Entries taken from a collection:
*** Begin section ***

//! Pure image and score transformations used by the pipeline stages.

pub mod normalization;
pub mod resize;
pub mod topk;

pub use normalization::{scale_to_unit, NormalizeImage};
pub use resize::{center_crop, resize_exact, resize_shortest_side};
pub use topk::{softmax, Topk};
//! The Image Normalizer stage: bytes in, `(1, 3, 224, 224)` float32 tensor out.

use crate::core::{ClassifyError, ClassifyResult, Tensor4D};
use crate::processors::{center_crop, resize_shortest_side, NormalizeImage};
use image::imageops::FilterType;
use image::{ImageReader, RgbImage};
use std::io::Cursor;
use std::path::Path;

/// Configuration for the normalizer stage.
#[derive(Debug, Clone)]
pub struct NormalizerConfig {
    /// Shorter-edge target of the aspect-preserving resize.
    pub resize_target: u32,
    /// Final spatial size (width, height) after the center crop.
    pub crop_size: (u32, u32),
    /// Resizing filter to use.
    pub resize_filter: FilterType,
}

impl Default for NormalizerConfig {
    fn default() -> Self {
        Self {
            resize_target: 256,
            crop_size: (224, 224),
            resize_filter: FilterType::Lanczos3,
        }
    }
}

/// Decodes arbitrary image bytes into the canonical classifier input tensor.
///
/// The transformation is pure: identical input bytes always produce a
/// bit-identical output tensor.
#[derive(Debug)]
pub struct ImageNormalizer {
    config: NormalizerConfig,
    normalize: NormalizeImage,
}

impl ImageNormalizer {
    /// Creates a normalizer with the given geometry and ImageNet mean/std.
    pub fn new(config: NormalizerConfig) -> Self {
        Self {
            config,
            normalize: NormalizeImage::imagenet(),
        }
    }

    /// Creates a normalizer with custom pixel normalization coefficients.
    pub fn with_normalization(config: NormalizerConfig, normalize: NormalizeImage) -> Self {
        Self { config, normalize }
    }

    /// The spatial size of the tensors this normalizer produces.
    pub fn output_size(&self) -> (u32, u32) {
        self.config.crop_size
    }

    /// Decodes an encoded image from memory, flattening any color mode to RGB.
    ///
    /// Format is detected from the byte content, not from a file extension.
    pub fn decode_bytes(&self, bytes: &[u8]) -> ClassifyResult<RgbImage> {
        let decoded = ImageReader::new(Cursor::new(bytes))
            .with_guessed_format()
            .map_err(ClassifyError::Io)?
            .decode()
            .map_err(|e| ClassifyError::decode("byte stream is not a decodable image", e))?;
        Ok(decoded.to_rgb8())
    }

    /// Decodes an image file from disk, flattening any color mode to RGB.
    ///
    /// A missing file is reported as `FileNotFound`; unreadable content as
    /// `Decode`.
    pub fn decode_path(&self, path: &Path) -> ClassifyResult<RgbImage> {
        if !path.exists() {
            return Err(ClassifyError::file_not_found(path));
        }
        let decoded = image::open(path)
            .map_err(|e| ClassifyError::decode(format!("cannot open '{}'", path.display()), e))?;
        Ok(decoded.to_rgb8())
    }

    /// Runs the geometric and statistical transforms on a decoded image.
    ///
    /// Shortest-side resize, center crop, [0, 1] scaling, per-channel mean/std,
    /// batch dimension of 1.
    pub fn normalize_image(&self, img: &RgbImage) -> ClassifyResult<Tensor4D> {
        let resized = resize_shortest_side(img, self.config.resize_target, self.config.resize_filter);
        let (crop_w, crop_h) = self.config.crop_size;
        let cropped = center_crop(&resized, crop_w, crop_h)?;
        self.normalize.normalize_to(&cropped)
    }

    /// Full pipeline for in-memory bytes: decode, then normalize.
    pub fn normalize_bytes(&self, bytes: &[u8]) -> ClassifyResult<Tensor4D> {
        let img = self.decode_bytes(bytes)?;
        self.normalize_image(&img)
    }

    /// Full pipeline for a file on disk: decode, then normalize.
    pub fn normalize_path(&self, path: &Path) -> ClassifyResult<Tensor4D> {
        let img = self.decode_path(path)?;
        self.normalize_image(&img)
    }
}

impl Default for ImageNormalizer {
    fn default() -> Self {
        Self::new(NormalizerConfig::default())
    }
}

#[cfg(test)]
mod tests {
    use super::*;
    use image::{DynamicImage, ImageFormat, Rgb, Rgba, RgbaImage};

    fn encode(img: DynamicImage, format: ImageFormat) -> Vec<u8> {
        let mut buf = Cursor::new(Vec::new());
        img.write_to(&mut buf, format).unwrap();
        buf.into_inner()
    }

    #[test]
    fn normalize_bytes_produces_canonical_shape() {
        let img = DynamicImage::ImageRgb8(RgbImage::from_pixel(640, 480, Rgb([200, 30, 90])));
        let bytes = encode(img, ImageFormat::Png);

        let tensor = ImageNormalizer::default().normalize_bytes(&bytes).unwrap();
        assert_eq!(tensor.shape(), &[1, 3, 224, 224]);
        assert!(tensor.iter().all(|v| v.is_finite()));
    }

    #[test]
    fn normalize_bytes_is_deterministic() {
        let img = DynamicImage::ImageRgb8(RgbImage::from_fn(300, 200, |x, y| {
            Rgb([(x % 256) as u8, (y % 256) as u8, ((x + y) % 256) as u8])
        }));
        let bytes = encode(img, ImageFormat::Jpeg);

        let normalizer = ImageNormalizer::default();
        let a = normalizer.normalize_bytes(&bytes).unwrap();
        let b = normalizer.normalize_bytes(&bytes).unwrap();
        assert_eq!(a, b);
    }

    #[test]
    fn rgba_is_flattened_to_rgb() {
        let img = DynamicImage::ImageRgba8(RgbaImage::from_pixel(300, 300, Rgba([255, 0, 0, 128])));
        let bytes = encode(img, ImageFormat::Png);

        let tensor = ImageNormalizer::default().normalize_bytes(&bytes).unwrap();
        assert_eq!(tensor.shape(), &[1, 3, 224, 224]);
    }

    #[test]
    fn grayscale_is_expanded_to_rgb() {
        let gray = DynamicImage::ImageLuma8(image::GrayImage::from_pixel(260, 260, image::Luma([99])));
        let bytes = encode(gray, ImageFormat::Png);

        let tensor = ImageNormalizer::default().normalize_bytes(&bytes).unwrap();
        assert_eq!(tensor.shape(), &[1, 3, 224, 224]);
    }

    #[test]
    fn garbage_bytes_fail_with_decode_error() {
        let err = ImageNormalizer::default()
            .normalize_bytes(b"definitely not an image")
            .unwrap_err();
        assert!(matches!(err, ClassifyError::Decode { .. }));
    }

    #[test]
    fn missing_path_fails_with_file_not_found() {
        let err = ImageNormalizer::default()
            .normalize_path(Path::new("/nonexistent/cat.jpg"))
            .unwrap_err();
        assert!(matches!(err, ClassifyError::FileNotFound { .. }));
    }
}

*** End section ***

### Required action
Reprint the entries above in full, exactly as they are.

### Answer to the exercise
//! Pure image and score transformations used by the pipeline stages.

pub mod normalization;
pub mod resize;
pub mod topk;

pub use normalization::{scale_to_unit, NormalizeImage};
pub use resize::{center_crop, resize_exact, resize_shortest_side};
pub use topk::{softmax, Topk};
//! The Image Normalizer stage: bytes in, `(1, 3, 224, 224)` float32 tensor out.

use crate::core::{ClassifyError, ClassifyResult, Tensor4D};
use crate::processors::{center_crop, resize_shortest_side, NormalizeImage};
use image::imageops::FilterType;
use image::{ImageReader, RgbImage};
use std::io::Cursor;
use std::path::Path;

/// Configuration for the normalizer stage.
#[derive(Debug, Clone)]
pub struct NormalizerConfig {
    /// Shorter-edge target of the aspect-preserving resize.
    pub resize_target: u32,
    /// Final spatial size (width, height) after the center crop.
    pub crop_size: (u32, u32),
    /// Resizing filter to use.
    pub resize_filter: FilterType,
}

impl Default for NormalizerConfig {
    fn default() -> Self {
        Self {
            resize_target: 256,
            crop_size: (224, 224),
            resize_filter: FilterType::Lanczos3,
        }
    }
}

/// Decodes arbitrary image bytes into the canonical classifier input tensor.
///
/// The transformation is pure: identical input bytes always produce a
/// bit-identical output tensor.
#[derive(Debug)]
pub struct ImageNormalizer {
    config: NormalizerConfig,
    normalize: NormalizeImage,
}

impl ImageNormalizer {
    /// Creates a normalizer with the given geometry and ImageNet mean/std.
    pub fn new(config: NormalizerConfig) -> Self {
        Self {
            config,
            normalize: NormalizeImage::imagenet(),
        }
    }

    /// Creates a normalizer with custom pixel normalization coefficients.
    pub fn with_normalization(config: NormalizerConfig, normalize: NormalizeImage) -> Self {
        Self { config, normalize }
    }

    /// The spatial size of the tensors this normalizer produces.
    pub fn output_size(&self) -> (u32, u32) {
        self.config.crop_size
    }

    /// Decodes an encoded image from memory, flattening any color mode to RGB.
    ///
    /// Format is detected from the byte content, not from a file extension.
    pub fn decode_bytes(&self, bytes: &[u8]) -> ClassifyResult<RgbImage> {
        let decoded = ImageReader::new(Cursor::new(bytes))
            .with_guessed_format()
            .map_err(ClassifyError::Io)?
            .decode()
            .map_err(|e| ClassifyError::decode("byte stream is not a decodable image", e))?;
        Ok(decoded.to_rgb8())
    }

    /// Decodes an image file from disk, flattening any color mode to RGB.
    ///
    /// A missing file is reported as `FileNotFound`; unreadable content as
    /// `Decode`.
    pub fn decode_path(&self, path: &Path) -> ClassifyResult<RgbImage> {
        if !path.exists() {
            return Err(ClassifyError::file_not_found(path));
        }
        let decoded = image::open(path)
            .map_err(|e| ClassifyError::decode(format!("cannot open '{}'", path.display()), e))?;
        Ok(decoded.to_rgb8())
    }

    /// Runs the geometric and statistical transforms on a decoded image.
    ///
    /// Shortest-side resize, center crop, [0, 1] scaling, per-channel mean/std,
    /// batch dimension of 1.
    pub fn normalize_image(&self, img: &RgbImage) -> ClassifyResult<Tensor4D> {
        let resized = resize_shortest_side(img, self.config.resize_target, self.config.resize_filter);
        let (crop_w, crop_h) = self.config.crop_size;
        let cropped = center_crop(&resized, crop_w, crop_h)?;
        self.normalize.normalize_to(&cropped)
    }

    /// Full pipeline for in-memory bytes: decode, then normalize.
    pub fn normalize_bytes(&self, bytes: &[u8]) -> ClassifyResult<Tensor4D> {
        let img = self.decode_bytes(bytes)?;
        self.normalize_image(&img)
    }

    /// Full pipeline for a file on disk: decode, then normalize.
    pub fn normalize_path(&self, path: &Path) -> ClassifyResult<Tensor4D> {
        let img = self.decode_path(path)?;
        self.normalize_image(&img)
    }
}

impl Default for ImageNormalizer {
    fn default() -> Self {
        Self::new(NormalizerConfig::default())
    }
}

#[cfg(test)]
mod tests {
    use super::*;
    use image::{DynamicImage, ImageFormat, Rgb, Rgba, RgbaImage};

    fn encode(img: DynamicImage, format: ImageFormat) -> Vec<u8> {
        let mut buf = Cursor::new(Vec::new());
        img.write_to(&mut buf, format).unwrap();
        buf.into_inner()
    }

    #[test]
    fn normalize_bytes_produces_canonical_shape() {
        let img = DynamicImage::ImageRgb8(RgbImage::from_pixel(640, 480, Rgb([200, 30, 90])));
        let bytes = encode(img, ImageFormat::Png);

        let tensor = ImageNormalizer::default().normalize_bytes(&bytes).unwrap();
        assert_eq!(tensor.shape(), &[1, 3, 224, 224]);
        assert!(tensor.iter().all(|v| v.is_finite()));
    }

    #[test]
    fn normalize_bytes_is_deterministic() {
        let img = DynamicImage::ImageRgb8(RgbImage::from_fn(300, 200, |x, y| {
            Rgb([(x % 256) as u8, (y % 256) as u8, ((x + y) % 256) as u8])
        }));
        let bytes = encode(img, ImageFormat::Jpeg);

        let normalizer = ImageNormalizer::default();
        let a = normalizer.normalize_bytes(&bytes).unwrap();
        let b = normalizer.normalize_bytes(&bytes).unwrap();
        assert_eq!(a, b);
    }

    #[test]
    fn rgba_is_flattened_to_rgb() {
        let img = DynamicImage::ImageRgba8(RgbaImage::from_pixel(300, 300, Rgba([255, 0, 0, 128])));
        let bytes = encode(img, ImageFormat::Png);

        let tensor = ImageNormalizer::default().normalize_bytes(&bytes).unwrap();
        assert_eq!(tensor.shape(), &[1, 3, 224, 224]);
    }

    #[test]
    fn grayscale_is_expanded_to_rgb() {
        let gray = DynamicImage::ImageLuma8(image::GrayImage::from_pixel(260, 260, image::Luma([99])));
        let bytes = encode(gray, ImageFormat::Png);

        let tensor = ImageNormalizer::default().normalize_bytes(&bytes).unwrap();
        assert_eq!(tensor.shape(), &[1, 3, 224, 224]);
    }

    #[test]
    fn garbage_bytes_fail_with_decode_error() {
        let err = ImageNormalizer::default()
            .normalize_bytes(b"definitely not an image")
            .unwrap_err();
        assert!(matches!(err, ClassifyError::Decode { .. }));
    }

    #[test]
    fn missing_path_fails_with_file_not_found() {
        let err = ImageNormalizer::default()
            .normalize_path(Path::new("/nonexistent/cat.jpg"))
            .unwrap_err();
        assert!(matches!(err, ClassifyError::FileNotFound { .. }));
    }
}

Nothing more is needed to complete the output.